Central 5-HT1A modulation of cardiovascular responses to tibial nerve stimulation-evoked muscle contraction.

The effects of administering 8-hydroxy-2-(di-n-propylamine) tetralin [8-OH-DPAT, a serotonin 1A (5-HT1A) receptor agonist] into the rostral ventrolateral medulla (RVLM) on cardiovascular responses during tibial nerve stimulation-evoked muscle contraction were investigated using anesthetized rats. Stimulation of the tibial nerve (3 times motor threshold, 0.1 ms, 40 Hz) for 30 s increased mean arterial pressure (MAP), heart rate (HR), and muscle tension by 25 +/- 3 mmHg, 24 +/- 4 beats/min, and 299 +/- 35 g, respectively.
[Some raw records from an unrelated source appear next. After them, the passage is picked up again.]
pub mod errors;
pub mod harness;
pub mod ports;
pub mod report;
pub mod scaling_config;
pub mod scheduler_workload;
pub mod speedup_model;
pub mod statistics;
pub mod json;
pub mod table;
use std::path::Path;
use std::time::Duration;

use tracing::info;

use crate::controllers::ports::file_presenter::FilePresenterPort;
use crate::core::actions::generate_pixel_buffer::generate_pixel_buffer::generate_pixel_buffer;
use crate::core::data::image_matrix::ImageMatrix;
use crate::core::data::pixel_buffer::PixelBuffer;
use crate::core::fractals::mandelbrot::colour_map::LogPolynomialColourMap;
use crate::core::fractals::mandelbrot::mandelbrot_config::RenderConfig;

/// Computes one image and hands it to a file presenter.
pub struct RenderController<P: FilePresenterPort> {
    presenter: P,
    buffer: Option<PixelBuffer>,
}

impl<P: FilePresenterPort> RenderController<P> {
    pub fn new(presenter: P) -> Self {
        Self {
            presenter,
            buffer: None,
        }
    }

    /// Returns the iteration matrix and the time the computation took.
    pub fn generate(
        &mut self,
        config: &RenderConfig,
    ) -> Result<(ImageMatrix, Duration), Box<dyn std::error::Error>> {
        let viewport = config.viewport()?;
        let cap = config.cap()?;
        let scheduler = config.scheduler();

        info!(
            width = viewport.width(),
            height = viewport.height(),
            max_iterations = cap.get(),
            mode = %config.mode,
            "rendering mandelbrot set"
        );

        let run = scheduler.run(&viewport, cap)?;
        let colour_map = LogPolynomialColourMap::new(cap);
        self.buffer = Some(generate_pixel_buffer(&run.matrix, &colour_map)?);

        Ok((run.matrix, run.elapsed))
    }

    /// Does nothing before the first successful [`Self::generate`].
    pub fn write(&self, filepath: &Path) -> std::io::Result<()> {
        if let Some(buffer) = &self.buffer {
            self.presenter.present(buffer, filepath)?;
            info!(path = %filepath.display(), "image written");
        }

        Ok(())
    }
}
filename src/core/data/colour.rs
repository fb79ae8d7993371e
#[derive(Debug, Copy, Clone, PartialEq, Eq, Default)]
pub struct Colour {
    pub r: u8,
    pub g: u8,
    pub b: u8,
}

impl Colour {
    pub const BLACK: Self = Self { r: 0, g: 0, b: 0 };
}
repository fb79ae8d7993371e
pub mod workload;
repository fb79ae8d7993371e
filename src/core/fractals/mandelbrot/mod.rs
pub mod algorithm;
pub mod colour_map;
pub mod mandelbrot_config;
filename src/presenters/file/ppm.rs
use std::fs::{self, File};
use std::io::{BufWriter, Write};
use std::path::Path;

use crate::controllers::ports::file_presenter::FilePresenterPort;
use crate::core::data::pixel_buffer::PixelBuffer;

/// Binary (P6) PPM writer.
#[derive(Debug, Default, Clone, Copy)]
pub struct PpmFilePresenter {}

impl PpmFilePresenter {
    #[must_use]
    pub fn new() -> Self {
        Self {}
    }

    pub fn encode(buffer: &PixelBuffer, out: &mut impl Write) -> std::io::Result<()> {
        // P6: binary RGB, then width, height and max colour value
        writeln!(out, "P6")?;
        writeln!(out, "{} {}", buffer.width(), buffer.height())?;
        writeln!(out, "255")?;
        out.write_all(buffer.buffer())
    }
}

impl FilePresenterPort for PpmFilePresenter {
    fn present(&self, buffer: &PixelBuffer, filepath: &Path) -> std::io::Result<()> {
        if let Some(parent) = filepath.parent().filter(|p| !p.as_os_str().is_empty()) {
            fs::create_dir_all(parent)?;
        }

        let mut file = BufWriter::new(File::create(filepath)?);
        Self::encode(buffer, &mut file)?;
        file.flush()
    }
}
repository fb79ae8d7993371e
use std::ops::Range;

use crate::core::actions::generate_fractal::errors::{GenerateFractalError, compute_row_guarded};
use crate::core::actions::generate_fractal::ports::row_task::RowTask;
use crate::core::data::image_matrix::PixelResult;

/// Every row of `task`, top to bottom, on the calling thread.
pub fn generate_fractal_serial<T: RowTask>(
    task: &T,
) -> Result<Vec<Vec<PixelResult>>, GenerateFractalError<T::Failure>> {
    generate_rows_serial(task, 0..task.height())
}

pub(crate) fn generate_rows_serial<T: RowTask>(
    task: &T,
    rows: Range<u32>,
) -> Result<Vec<Vec<PixelResult>>, GenerateFractalError<T::Failure>> {
    rows.map(|y| compute_row_guarded(task, y)).collect()
}


#[cfg(test)]
mod tests {
    use super::test_support::*;
    use super::*;

    #[test]
    fn test_serial_rows_in_order() {
        let task = StubSuccessTask {
            width: 3,
            height: 4,
        };

        let rows = generate_fractal_serial(&task).unwrap();

        assert_eq!(
            rows,
            vec![
                vec![0, 1, 2],
                vec![1000, 1001, 1002],
                vec![2000, 2001, 2002],
                vec![3000, 3001, 3002],
            ]
        );
    }

    #[test]
    fn test_serial_subrange() {
        let task = StubSuccessTask {
            width: 1,
            height: 10,
        };

        let rows = generate_rows_serial(&task, 3..5).unwrap();

        assert_eq!(rows, vec![vec![3000], vec![4000]]);
    }

    #[test]
    fn test_serial_propagates_row_failure() {
        let task = StubFailureTask {
            height: 5,
            failing_row: 3,
        };

        let result = generate_fractal_serial(&task);

        assert!(matches!(
            result,
            Err(GenerateFractalError::Row { row: 3, .. })
        ));
    }

    #[test]
    fn test_serial_reports_panicking_row() {
        let task = StubPanickingTask {
            height: 5,
            panicking_row: 2,
        };

        match generate_fractal_serial(&task) {
            Err(GenerateFractalError::RowPanicked { row, message }) => {
                assert_eq!(row, 2);
                assert_eq!(message, "row 2 exploded");
            }
            other => panic!("expected RowPanicked, got {other:?}"),
        }
    }
}
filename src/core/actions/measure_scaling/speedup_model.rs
use serde::Serialize;
use thiserror::Error;

/// Upper worker count of the default predicted curves.
pub const DEFAULT_PREDICTION_MAX_WORKERS: usize = 30;

#[derive(Debug, Copy, Clone, PartialEq, Error)]
pub enum ModelError {
    #[error("timings must be positive and finite: serial {serial_time}, parallel {parallel_time}")]
    InvalidTiming { serial_time: f64, parallel_time: f64 },
    #[error("reference worker count must be greater than zero")]
    ZeroWorkers,
    #[error("serial fraction must lie in [0, 1], got {0}")]
    InvalidFraction(f64),
    #[error("no measurement with a serial baseline for {0} workers")]
    MissingReference(usize),
}

/// Serial/parallel split of a program's run time, `S + P = 1`.
#[derive(Debug, Copy, Clone, PartialEq, Serialize)]
pub struct SpeedupModel {
    serial_fraction: f64,
    parallel_fraction: f64,
}

#[derive(Debug, Copy, Clone, PartialEq, Serialize)]
pub struct ModelPrediction {
    pub workers: usize,
    pub amdahl: f64,
    pub gustafson: f64,
}

impl SpeedupModel {
    pub fn from_serial_fraction(serial_fraction: f64) -> Result<Self, ModelError> {
        if !(0.0..=1.0).contains(&serial_fraction) {
            return Err(ModelError::InvalidFraction(serial_fraction));
        }

        Ok(Self {
            serial_fraction,
            parallel_fraction: 1.0 - serial_fraction,
        })
    }

    #[must_use]
    pub fn serial_fraction(&self) -> f64 {
        self.serial_fraction
    }

    #[must_use]
    pub fn parallel_fraction(&self) -> f64 {
        self.parallel_fraction
    }

    #[must_use]
    pub fn amdahl(&self, workers: f64) -> f64 {
        amdahl(self.serial_fraction, self.parallel_fraction, workers)
    }

    #[must_use]
    pub fn gustafson(&self, workers: f64) -> f64 {
        gustafson(self.serial_fraction, self.parallel_fraction, workers)
    }

    /// Both laws evaluated for `1..=max_workers`.
    #[must_use]
    pub fn predict(&self, max_workers: usize) -> Vec<ModelPrediction> {
        (1..=max_workers)
            .map(|workers| ModelPrediction {
                workers,
                amdahl: self.amdahl(workers as f64),
                gustafson: self.gustafson(workers as f64),
            })
            .collect()
    }
}

/// Solves `parallel = serial * (S + P / N)` for `S` from a single
/// measurement. With two unknowns tied by `S + P = 1` one timing pair
/// determines the model exactly.
///
/// The fraction is not clamped: super-linear speedup gives `S < 0` and a
/// parallel run slower than `serial / N` by more than the serial time gives
/// `S > 1`. Both are reported as measured.
pub fn fit_speedup_model(
    serial_time: f64,
    parallel_time: f64,
    worker_count: usize,
) -> Result<SpeedupModel, ModelError> {
    if worker_count == 0 {
        return Err(ModelError::ZeroWorkers);
    }

    let valid = |t: f64| t > 0.0 && t.is_finite();
    if !valid(serial_time) || !valid(parallel_time) {
        return Err(ModelError::InvalidTiming {
            serial_time,
            parallel_time,
        });
    }

    let serial_fraction = (parallel_time - serial_time / worker_count as f64) / parallel_time;

    Ok(SpeedupModel {
        serial_fraction,
        parallel_fraction: 1.0 - serial_fraction,
    })
}

/// Amdahl's law: `1 / (S + P / N)`.
#[must_use]
pub fn amdahl(serial_fraction: f64, parallel_fraction: f64, workers: f64) -> f64 {
    1.0 / (serial_fraction + parallel_fraction / workers)
}

/// Gustafson's law: `S + P * N`.
#[must_use]
pub fn gustafson(serial_fraction: f64, parallel_fraction: f64, workers: f64) -> f64 {
    serial_fraction + parallel_fraction * workers
}
pub mod row_task;
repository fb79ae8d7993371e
pub mod available_workers;
pub mod calculate_row_bands;
pub mod pixel_to_complex_coords;
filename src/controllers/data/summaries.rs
use serde::Serialize;

use crate::core::actions::measure_scaling::report::ScalingReport;
use crate::core::actions::measure_scaling::speedup_model::{ModelPrediction, SpeedupModel};

/// A sweep together with the model fitted from it.
#[derive(Debug, Clone, PartialEq, Serialize)]
pub struct ScalingSummary {
    pub report: ScalingReport,
    /// Worker count the model was fitted at.
    pub reference_workers: Option<usize>,
    /// Absent when no configuration had both a baseline and a parallel time.
    pub model: Option<SpeedupModel>,
    pub predictions: Vec<ModelPrediction>,
}

/// A model fitted from timings given directly.
#[derive(Debug, Clone, PartialEq, Serialize)]
pub struct ModelSummary {
    pub serial_time: f64,
    pub parallel_time: f64,
    pub workers: usize,
    pub model: SpeedupModel,
    pub predictions: Vec<ModelPrediction>,
}
use std::io::Write;

use tracing::{info, warn};

use crate::controllers::data::summaries::{ModelSummary, ScalingSummary};
use crate::controllers::ports::report_presenter::ReportPresenterPort;
use crate::core::actions::measure_scaling::harness::ScalingHarness;
use crate::core::actions::measure_scaling::ports::workload::Workload;
use crate::core::actions::measure_scaling::report::{ScalingProtocol, ScalingReport};
use crate::core::actions::measure_scaling::scaling_config::ScalingConfig;
use crate::core::actions::measure_scaling::speedup_model::fit_speedup_model;
use crate::core::fractals::mandelbrot::mandelbrot_config::RenderConfig;

/// Runs a sweep, fits the speedup model and presents the result.
pub struct ScalingController<P: ReportPresenterPort> {
    presenter: P,
}

impl<P: ReportPresenterPort> ScalingController<P> {
    pub fn new(presenter: P) -> Self {
        Self { presenter }
    }

    /// `reference` picks the worker count the model is fitted at; the largest
    /// measured count when `None`.
    pub fn run<W: Workload>(
        &self,
        protocol: ScalingProtocol,
        workload: W,
        render: &RenderConfig,
        scaling: &ScalingConfig,
        reference: Option<usize>,
        out: &mut dyn Write,
    ) -> Result<ScalingSummary, Box<dyn std::error::Error>> {
        let viewport = render.viewport()?;
        let cap = render.cap()?;
        let harness = ScalingHarness::new(workload, scaling)?;

        info!(
            %protocol,
            workers = ?scaling.worker_counts,
            repetitions = scaling.repetitions,
            "starting scaling sweep"
        );

        let report = match protocol {
            ScalingProtocol::Strong => harness.strong_scaling(&viewport, cap),
            ScalingProtocol::Weak => harness.weak_scaling(&viewport, cap)?,
        };
        if !report.is_complete() {
            warn!(failed = report.failures.len(), "sweep finished with failed configurations");
        }

        let summary = summarise(report, reference, scaling.prediction_max_workers);
        self.presenter.present_scaling(&summary, out)?;

        Ok(summary)
    }

    pub fn model(
        &self,
        serial_time: f64,
        parallel_time: f64,
        workers: usize,
        max_workers: usize,
        out: &mut dyn Write,
    ) -> Result<ModelSummary, Box<dyn std::error::Error>> {
        let model = fit_speedup_model(serial_time, parallel_time, workers)?;
        let summary = ModelSummary {
            serial_time,
            parallel_time,
            workers,
            model,
            predictions: model.predict(max_workers),
        };

        self.presenter.present_model(&summary, out)?;

        Ok(summary)
    }
}

fn summarise(report: ScalingReport, reference: Option<usize>, max_workers: usize) -> ScalingSummary {
    match report.fit_model(reference) {
        Ok(model) => {
            let reference_workers = reference.or_else(|| {
                report
                    .entries
                    .iter()
                    .filter(|e| e.baseline_secs.is_some())
                    .map(|e| e.worker_count)
                    .max()
            });
            info!(
                serial_fraction = model.serial_fraction(),
                parallel_fraction = model.parallel_fraction(),
                reference_workers,
                "speedup model fitted"
            );

            ScalingSummary {
                predictions: model.predict(max_workers),
                model: Some(model),
                reference_workers,
                report,
            }
        }
        Err(error) => {
            warn!(%error, "could not fit speedup model");

            ScalingSummary {
                report,
                reference_workers: None,
                model: None,
                predictions: Vec::new(),
            }
        }
    }
}
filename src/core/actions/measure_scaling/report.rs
use std::fmt;

use serde::{Serialize, Serializer};

use crate::core::actions::measure_scaling::speedup_model::{
    ModelError, SpeedupModel, fit_speedup_model,
};
use crate::core::actions::measure_scaling::statistics::Statistics;
use crate::core::actions::schedule::errors::ScheduleError;

#[derive(Debug, Copy, Clone, PartialEq, Eq, Serialize)]
#[serde(rename_all = "snake_case")]
pub enum ScalingProtocol {
    Strong,
    Weak,
}

impl fmt::Display for ScalingProtocol {
    fn fmt(&self, f: &mut fmt::Formatter<'_>) -> fmt::Result {
        match self {
            Self::Strong => write!(f, "strong"),
            Self::Weak => write!(f, "weak"),
        }
    }
}

/// Measurements for one worker count.
#[derive(Debug, Clone, PartialEq, Serialize)]
pub struct ScalingEntry {
    pub worker_count: usize,
    pub width: u32,
    pub height: u32,
    pub mean_secs: f64,
    pub std_dev_secs: f64,
    pub samples_secs: Vec<f64>,
    /// Serial time the speedup is taken against. Absent when the baseline
    /// failed.
    pub baseline_secs: Option<f64>,
    pub speedup: Option<f64>,
    pub ideal_speedup: f64,
}

impl ScalingEntry {
    #[must_use]
    pub fn new(
        worker_count: usize,
        width: u32,
        height: u32,
        parallel: Statistics,
        baseline_secs: Option<f64>,
    ) -> Self {
        let speedup = baseline_secs
            .filter(|_| parallel.mean > 0.0)
            .map(|baseline| baseline / parallel.mean);

        Self {
            worker_count,
            width,
            height,
            mean_secs: parallel.mean,
            std_dev_secs: parallel.std_dev,
            samples_secs: parallel.samples,
            baseline_secs,
            speedup,
            ideal_speedup: worker_count as f64,
        }
    }
}

#[derive(Debug, Copy, Clone, PartialEq, Eq, Serialize)]
#[serde(rename_all = "snake_case")]
pub enum FailureStage {
    Baseline,
    Parallel,
}

/// A configuration whose measurement was abandoned.
#[derive(Debug, Clone, PartialEq, Serialize)]
pub struct ConfigurationFailure {
    /// `None` for the single strong-scaling serial baseline.
    pub worker_count: Option<usize>,
    pub width: u32,
    pub height: u32,
    pub stage: FailureStage,
    #[serde(serialize_with = "serialize_display")]
    pub error: ScheduleError,
}

fn serialize_display<T, S>(value: &T, serializer: S) -> Result<S::Ok, S::Error>
where
    T: fmt::Display,
    S: Serializer,
{
    serializer.collect_str(value)
}

/// Outcome of a whole sweep: every configuration that completed plus every
/// one that failed.
#[derive(Debug, Clone, PartialEq, Serialize)]
pub struct ScalingReport {
    pub protocol: ScalingProtocol,
    pub max_iterations: u32,
    pub base_width: u32,
    pub base_height: u32,
    /// Strong scaling only: the shared serial baseline.
    pub serial_mean_secs: Option<f64>,
    /// Ascending worker count.
    pub entries: Vec<ScalingEntry>,
    pub failures: Vec<ConfigurationFailure>,
}

impl ScalingReport {
    #[must_use]
    pub fn entry(&self, worker_count: usize) -> Option<&ScalingEntry> {
        self.entries.iter().find(|e| e.worker_count == worker_count)
    }

    #[must_use]
    pub fn is_complete(&self) -> bool {
        self.failures.is_empty()
    }

    /// Fits `(S, P)` from the entry measured with `reference` workers, or
    /// from the largest worker count that has a baseline.
    pub fn fit_model(&self, reference: Option<usize>) -> Result<SpeedupModel, ModelError> {
        let mut candidates = self.entries.iter().filter(|e| e.baseline_secs.is_some());
        let entry = match reference {
            Some(workers) => candidates
                .find(|e| e.worker_count == workers)
                .ok_or(ModelError::MissingReference(workers))?,
            None => candidates
                .max_by_key(|e| e.worker_count)
                .ok_or(ModelError::MissingReference(0))?,
        };

        match entry.baseline_secs {
            Some(baseline) => fit_speedup_model(baseline, entry.mean_secs, entry.worker_count),
            None => Err(ModelError::MissingReference(entry.worker_count)),
        }
    }
}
Bilateral microdialysis of 8-OH-DPAT (10 mM) for 30 min attenuated the stimulation-evoked increases in MAP (8 +/- 2 mmHg) and HR (11 +/- 5 beats/min), without a change in muscle tension (292 +/- 30 g). However, administration of 1 mM 8-OH-DPAT had no effect on the cardiovascular responses. Thirty minutes of microdialysis of 8-OH-DPAT (10 mM) into the caudal ventrolateral medulla produced no effect on cardiovascular responses during muscle contraction. Prior administration of 10 mM 1-[2-methoxyphenyl]-4-[4-(2-phthalimido)-butyl]piperazine (NAN-190), a 5-HT1A receptor antagonist, for 30 min into the RVLM blocked the attenuating effects of subsequent microdialysis of 8-OH-DPAT (10 mM). Results suggest that activation of 5-HT1A receptors within the RVLM inhibit cardiovascular responses elicited during static muscle contraction.